Per quanto riguarda la pala dell’altare maggiore, il San Cristoforo, l'Oretti sembra propendere per l’attribuzione a Giulio Romano, sulla base della scritta che documenta anche la realizzazione di una nuova cornice nel 1712, tre anni dopo i restauri della chiesa promossi dallo stesso abate Giulio Oddo Romano, quasi omonimo dell'artista cinquecentesco. La pala giuliesca, per inciso, è restaurata poi da Felice Campi entro l'aprile 1793. Non ne esiste alcuna testimonianza grafica.
È tuttavia interessante sapere che i Celestini non portarono via con loro il dipinto, ma lo lasciarono al suo posto, sull’'altar maggiore della chiesa.
La “Pianta della Regia Città di Mantova” redatta da Giuseppe Raineri nel 1831 e data alle stampe in una seconda edizione rivista e aggiornata nel 1865, ha la particolarità di ben rappresentare in sezione planimetrica (piano terreno) tutti gli edifici di valore che c’erano della città, ed è accompagnata da una legenda che descrive il nome e l’uso di ciascuno di essi . Il Monastero di S. Cristoforo è contrassegnato con il n. 12 come “Regio Stabilimento Militare di Direzione e Amministrazione del Genio”. E’ quindi un edificio utilizzato come sede di uffici amministrativi militari.

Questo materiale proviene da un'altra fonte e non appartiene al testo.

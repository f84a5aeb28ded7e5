//! Validation errors raised before enumeration starts.

use thiserror::Error;

use crate::types::Position;

#[derive(Debug, Error, Clone, PartialEq, Eq)]
pub enum RecombError {
    #[error("Invalid breakpoint '{token}': breakpoints must be positive integers")]
    InvalidBreakpoint { token: String },

    #[error("Too many breakpoints: {count} requested but at most {max} allowed")]
    TooManyBreakpoints { count: usize, max: usize },

    #[error("Breakpoint {position} is out of range: must be less than the shortest sequence length ({min_length})")]
    BreakpointOutOfRange { position: Position, min_length: Position },

    #[error("No input sequences were found")]
    EmptyInput,

    #[error("Grouping by file requires at least 2 input sources, got {sources}")]
    InsufficientGroups { sources: usize },
}

pub type RecombResult<T> = Result<T, RecombError>;
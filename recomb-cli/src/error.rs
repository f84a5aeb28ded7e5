//! Error handling for the recomb CLI

use recomb_core::RecombError;
use std::path::PathBuf;
use thiserror::Error;

/// Main error type for recomb CLI operations
#[derive(Error, Debug)]
pub enum CliError {
    #[error("Configuration error: {message}")]
    Config { message: String },

    #[error("Input/Output error: {message}")]
    Io { message: String },

    #[error("File not found: {path}")]
    FileNotFound { path: PathBuf },

    #[error("Invalid format: {message}")]
    InvalidFormat { message: String },

    #[error(transparent)]
    Recombination(#[from] RecombError),
}

impl CliError {
    pub fn config<S: Into<String>>(message: S) -> Self {
        Self::Config { message: message.into() }
    }

    pub fn io<S: Into<String>>(message: S) -> Self {
        Self::Io { message: message.into() }
    }

    pub fn file_not_found(path: PathBuf) -> Self {
        Self::FileNotFound { path }
    }

    pub fn invalid_format<S: Into<String>>(message: S) -> Self {
        Self::InvalidFormat { message: message.into() }
    }
}

impl From<std::io::Error> for CliError {
    fn from(err: std::io::Error) -> Self {
        Self::io(err.to_string())
    }
}

impl From<toml::de::Error> for CliError {
    fn from(err: toml::de::Error) -> Self {
        Self::config(format!("TOML parsing error: {}", err))
    }
}

/// Result type for CLI operations
pub type CliResult<T> = Result<T, CliError>;

/// Sort an `anyhow` error coming out of the run into a [`CliError`].
pub fn classify(err: anyhow::Error) -> CliError {
    if let Some(recomb) = err.downcast_ref::<RecombError>() {
        return CliError::Recombination(recomb.clone());
    }
    if err.root_cause().downcast_ref::<recomb_core::io::FastaError>().is_some() {
        return CliError::invalid_format(format!("{:#}", err));
    }
    match err.downcast::<CliError>() {
        Ok(cli) => cli,
        Err(other) => CliError::io(format!("{:#}", other)),
    }
}

/// Provide helpful error messages and suggestions
pub fn format_error_with_suggestions(error: &CliError) -> String {
    let mut message = error.to_string();

    match error {
        CliError::FileNotFound { path } => {
            message.push_str(&format!(
                "\n\nSuggestions:\n\
                 • Check that the file path is correct: {}\n\
                 • Ensure you have read permissions for the file\n\
                 • Gzipped inputs must use the .gz extension",
                path.display()
            ));
        }

        CliError::InvalidFormat { .. } => {
            message.push_str(
                "\n\nSuggestions:\n\
                 • Inputs must be FASTA: '>' header lines followed by residues\n\
                 • Ensure the file is not corrupted or truncated",
            );
        }

        CliError::Config { .. } => {
            message.push_str(
                "\n\nSuggestions:\n\
                 • Check your recomb.toml configuration file\n\
                 • Use 'recomb --print-config' to generate a sample configuration",
            );
        }

        CliError::Recombination(RecombError::TooManyBreakpoints { .. }) => {
            message.push_str(
                "\n\nSuggestions:\n\
                 • Each breakpoint needs another sequence (or, with --group-by-file, another input file)\n\
                 • Duplicate breakpoints are merged and do not count twice",
            );
        }

        CliError::Recombination(RecombError::BreakpointOutOfRange { .. }) => {
            message.push_str(
                "\n\nSuggestions:\n\
                 • Breakpoints are bounded by the shortest input sequence\n\
                 • Remove or trim unusually short sequences from the input",
            );
        }

        CliError::Recombination(RecombError::InsufficientGroups { .. }) => {
            message.push_str(
                "\n\nSuggestions:\n\
                 • Pass one FASTA file per group when using --group-by-file\n\
                 • Drop --group-by-file to recombine all sequences freely",
            );
        }

        _ => {}
    }

    message
}

/// Print error with helpful suggestions and exit
pub fn print_error_and_exit(error: &CliError) -> ! {
    eprintln!("Error: {}", format_error_with_suggestions(error));
    std::process::exit(1);
}

#[cfg(test)]
mod tests {
    use super::*;
    use anyhow::Context;

    #[test]
    fn test_error_creation() {
        let err = CliError::config("test message");
        assert!(matches!(err, CliError::Config { .. }));
        assert_eq!(err.to_string(), "Configuration error: test message");
    }

    #[test]
    fn test_error_suggestions() {
        let err = CliError::file_not_found(PathBuf::from("test.fa"));
        let formatted = format_error_with_suggestions(&err);
        assert!(formatted.contains("Suggestions:"));
        assert!(formatted.contains("Check that the file path is correct"));
    }

    #[test]
    fn test_recombination_error_is_transparent() {
        let err: CliError = RecombError::EmptyInput.into();
        assert_eq!(err.to_string(), "No input sequences were found");

        let err: CliError = RecombError::TooManyBreakpoints { count: 3, max: 2 }.into();
        assert!(format_error_with_suggestions(&err).contains("Duplicate breakpoints"));
    }

    #[test]
    fn test_io_error_conversion() {
        let io_err = std::io::Error::new(std::io::ErrorKind::NotFound, "file not found");
        let cli_err: CliError = io_err.into();
        assert!(matches!(cli_err, CliError::Io { .. }));
    }

    #[test]
    fn test_classify_recomb_error() {
        let err = anyhow::Error::new(RecombError::InsufficientGroups { sources: 1 });
        assert!(matches!(
            classify(err),
            CliError::Recombination(RecombError::InsufficientGroups { sources: 1 })
        ));
    }

    #[test]
    fn test_classify_missing_file() {
        let err = std::fs::read("/nonexistent/recomb/input.fa")
            .context("Failed to read sequences from /nonexistent/recomb/input.fa")
            .unwrap_err();
        let classified = classify(err);
        assert!(matches!(classified, CliError::Io { .. }));
        assert!(classified.to_string().contains("/nonexistent/recomb/input.fa"));
    }
}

In questo ha seguito il destino di tanti conventi mantovani che, negli anni di dominazione francese a Mantova (1797-1814), sono stati sconsacrati, saccheggiati e riconvertiti in strutture con funzioni militari ( ospedali, caserme, carceri, magazzini alloggi per le truppe, uffici amministratici ecc…). Nel 1839 fu parzialmente demolito il campanile. Con l’Unità d’Italia (1866 per Mantova che era annessa al Regno lombardo Veneto/1861 nel resto d’Italia) il complesso di S. Cristoforo è passato di proprietà del Demanio Militare.Durante il periodo della Repubblica di Salò, il Convento di S. Cristoforo diventò parte della caserma della brigata nera Marcello Turchetti e, infine, sistemazione d’emergenza per le famiglie rimaste senza tetto per i bombardamenti anglo-americani. Nel dopoguerra la chiesa ospitò una bottega e laboratorio di mobili d’antiquariato Carlo Dusi, fino al 1999, quando l’attività si trasferì e l’ex chiesa chiuse i battenti.
Le informazioni sono desunte in gran parte dal testo di Stefano L’Occaso, pubblicato ne “ I Quaderni di S. Lorenzo”(Asssociazione Monumenti Donnenicani, Mantova, 2009).